Kentucky Lt. Gov. Jenean Hampton recently caused controversy during an interview with the editorial board of the Eastern Progress, the student newspaper at Eastern Kentucky University.

While explaining Gov. Matt Bevin’s plan to force state schools to compete against each other for already dwindling funding, Hampton, unprompted, offered some advice to incoming students: “I’ll tell you, if I was a student, I would be looking for degrees where people are looking for employees, that’s what. I would not be studying history unless you have a job lined up. Unless there’s somebody looking for a history major.”

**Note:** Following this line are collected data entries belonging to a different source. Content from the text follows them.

#[cfg(test)]
#[allow(clippy::unwrap_used)] // Test code can use unwrap
mod tests {
    use super::*;
    use std::sync::Arc;
    use std::sync::atomic::{AtomicU32, Ordering};

    #[derive(Default)]
    struct Counters {
        begins: AtomicU32,
        commits: AtomicU32,
        rollbacks: AtomicU32,
    }

    struct CountingStore(Arc<Counters>);

    struct CountingTx(Arc<Counters>);

    impl Transaction for CountingTx {
        async fn commit(self) -> Result<(), ApiError> {
            self.0.commits.fetch_add(1, Ordering::SeqCst);
            Ok(())
        }

        async fn rollback(self) -> Result<(), ApiError> {
            self.0.rollbacks.fetch_add(1, Ordering::SeqCst);
            Ok(())
        }
    }

    impl TransactionalStore for CountingStore {
        type Tx = CountingTx;

        async fn begin(&self, _read_only: bool) -> Result<CountingTx, ApiError> {
            self.0.begins.fetch_add(1, Ordering::SeqCst);
            Ok(CountingTx(Arc::clone(&self.0)))
        }
    }

    /// Fails with a conflict for the first `conflicts` attempts.
    struct Flaky {
        conflicts: u32,
        abort: bool,
    }

    impl AttemptBody<CountingStore> for Flaky {
        type Output = u32;

        async fn run(
            &mut self,
            _tx: &mut CountingTx,
            attempt: Attempt,
        ) -> Result<u32, AttemptError<u32>> {
            if attempt.number <= self.conflicts {
                return Err(ApiError::write_conflict("conflict").into());
            }
            if self.abort {
                return Err(AttemptError::Abort(attempt.number));
            }
            Ok(attempt.number)
        }
    }

    fn store() -> (CountingStore, Arc<Counters>) {
        let counters = Arc::new(Counters::default());
        (CountingStore(Arc::clone(&counters)), counters)
    }

    #[tokio::test]
    async fn test_commits_once() {
        let (store, counters) = store();
        let options = TransactionOptions::new(RetryPolicy::immediate(3));
        let mut body = Flaky {
            conflicts: 0,
            abort: false,
        };

        let outcome = run_in_transaction(&store, &options, &mut body).await.unwrap();

        assert!(outcome.is_committed());
        assert_eq!(outcome.attempts().len(), 1);
        assert_eq!(counters.commits.load(Ordering::SeqCst), 1);
        assert_eq!(counters.rollbacks.load(Ordering::SeqCst), 0);
    }

    #[tokio::test]
    async fn test_retries_then_commits() {
        let (store, counters) = store();
        let options = TransactionOptions::new(RetryPolicy::immediate(3));
        let mut body = Flaky {
            conflicts: 2,
            abort: false,
        };

        let (value, attempts, committed) = run_in_transaction(&store, &options, &mut body)
            .await
            .unwrap()
            .into_parts();

        assert!(committed);
        assert_eq!(value, 3);
        assert_eq!(
            attempts.iter().map(|a| a.outcome).collect::<Vec<_>>(),
            vec![
                AttemptOutcome::FailedRetryable,
                AttemptOutcome::FailedRetryable,
                AttemptOutcome::Committed
            ]
        );
        assert_eq!(counters.begins.load(Ordering::SeqCst), 3);
        assert_eq!(counters.rollbacks.load(Ordering::SeqCst), 2);
        assert_eq!(counters.commits.load(Ordering::SeqCst), 1);
    }

    #[tokio::test]
    async fn test_exhausted_retries() {
        let (store, counters) = store();
        let options = TransactionOptions::new(RetryPolicy::immediate(3));
        let mut body = Flaky {
            conflicts: u32::MAX,
            abort: false,
        };

        let err = run_in_transaction(&store, &options, &mut body)
            .await
            .unwrap_err();

        assert_eq!(err.code(), "TransactionFailedError");
        assert_eq!(counters.begins.load(Ordering::SeqCst), 4);
        assert_eq!(counters.commits.load(Ordering::SeqCst), 0);
    }

    #[tokio::test]
    async fn test_abort_rolls_back() {
        let (store, counters) = store();
        let options = TransactionOptions::new(RetryPolicy::immediate(3));
        let mut body = Flaky {
            conflicts: 0,
            abort: true,
        };

        let outcome = run_in_transaction(&store, &options, &mut body).await.unwrap();

        assert!(!outcome.is_committed());
        assert!(outcome.attempts()[0].aborted);
        assert_eq!(counters.commits.load(Ordering::SeqCst), 0);
        assert_eq!(counters.rollbacks.load(Ordering::SeqCst), 1);
    }

    #[tokio::test]
    async fn test_read_only_never_commits() {
        let (store, counters) = store();
        let options = TransactionOptions::new(RetryPolicy::immediate(3)).read_only(true);
        let mut body = Flaky {
            conflicts: 0,
            abort: false,
        };

        let outcome = run_in_transaction(&store, &options, &mut body).await.unwrap();

        assert!(outcome.is_committed());
        assert!(outcome.attempts()[0].read_only);
        assert_eq!(counters.commits.load(Ordering::SeqCst), 0);
        assert_eq!(counters.rollbacks.load(Ordering::SeqCst), 1);
    }

    #[tokio::test]
    async fn test_fatal_failure_is_not_retried() {
        struct Broken;

        impl AttemptBody<CountingStore> for Broken {
            type Output = ();

            async fn run(
                &mut self,
                _tx: &mut CountingTx,
                _attempt: Attempt,
            ) -> Result<(), AttemptError<()>> {
                Err(ApiError::internal("boom").into())
            }
        }

        let (store, counters) = store();
        let options = TransactionOptions::new(RetryPolicy::immediate(3));

        let err = run_in_transaction(&store, &options, &mut Broken)
            .await
            .unwrap_err();

        assert_eq!(err.message(), "boom");
        assert_eq!(counters.begins.load(Ordering::SeqCst), 1);
        assert_eq!(counters.rollbacks.load(Ordering::SeqCst), 1);
    }
}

That sparked harsh responses from former history majors, current history professors, newspaper reporters, and political cartoonists. Rightly so, because while engineering and business majors like our Lt. Governor may not realize it, majoring in history is not a career-killer.

History majors abound in every industry you can imagine. That’s because employers of all stripes value effective communication, information synthesis, and problem solving – all skills history majors master while in school. People who can speak, write and think effectively are highly sought across a wide spectrum of careers.

That’s why the vast majority of college graduates don’t work in a job that requires their particular major. The choice of a major is far less important than simply earning a degree. The idea that history students in particular are dooming themselves to unemployment is simply absurd, so further refutation is unnecessary. Hampton’s comments are problematic for bigger reasons.

We are already trapped in a dark age of educational austerity that will only get worse under our new governor. In our hell-bent obsession with cost-cutting, we’ve decided that universities are a burden we should only begrudgingly bear.

Don’t take it from me. Lt. Gov. Hampton made it clear during her interview. She pushed the idea that state universities should be made to compete against each other as if they are grocery stores or used car dealerships because revenue is scarce. To the victorious school goes the spoils of state funding – to the rest go further cuts. Victory in this collegiate Hunger Games will be determined by vague performance metrics likely more suited for an assembly line than a school. And this free market hocus pocus is supposed to somehow raise Kentucky up from the bottom of the national educational pile while magically driving tuition down.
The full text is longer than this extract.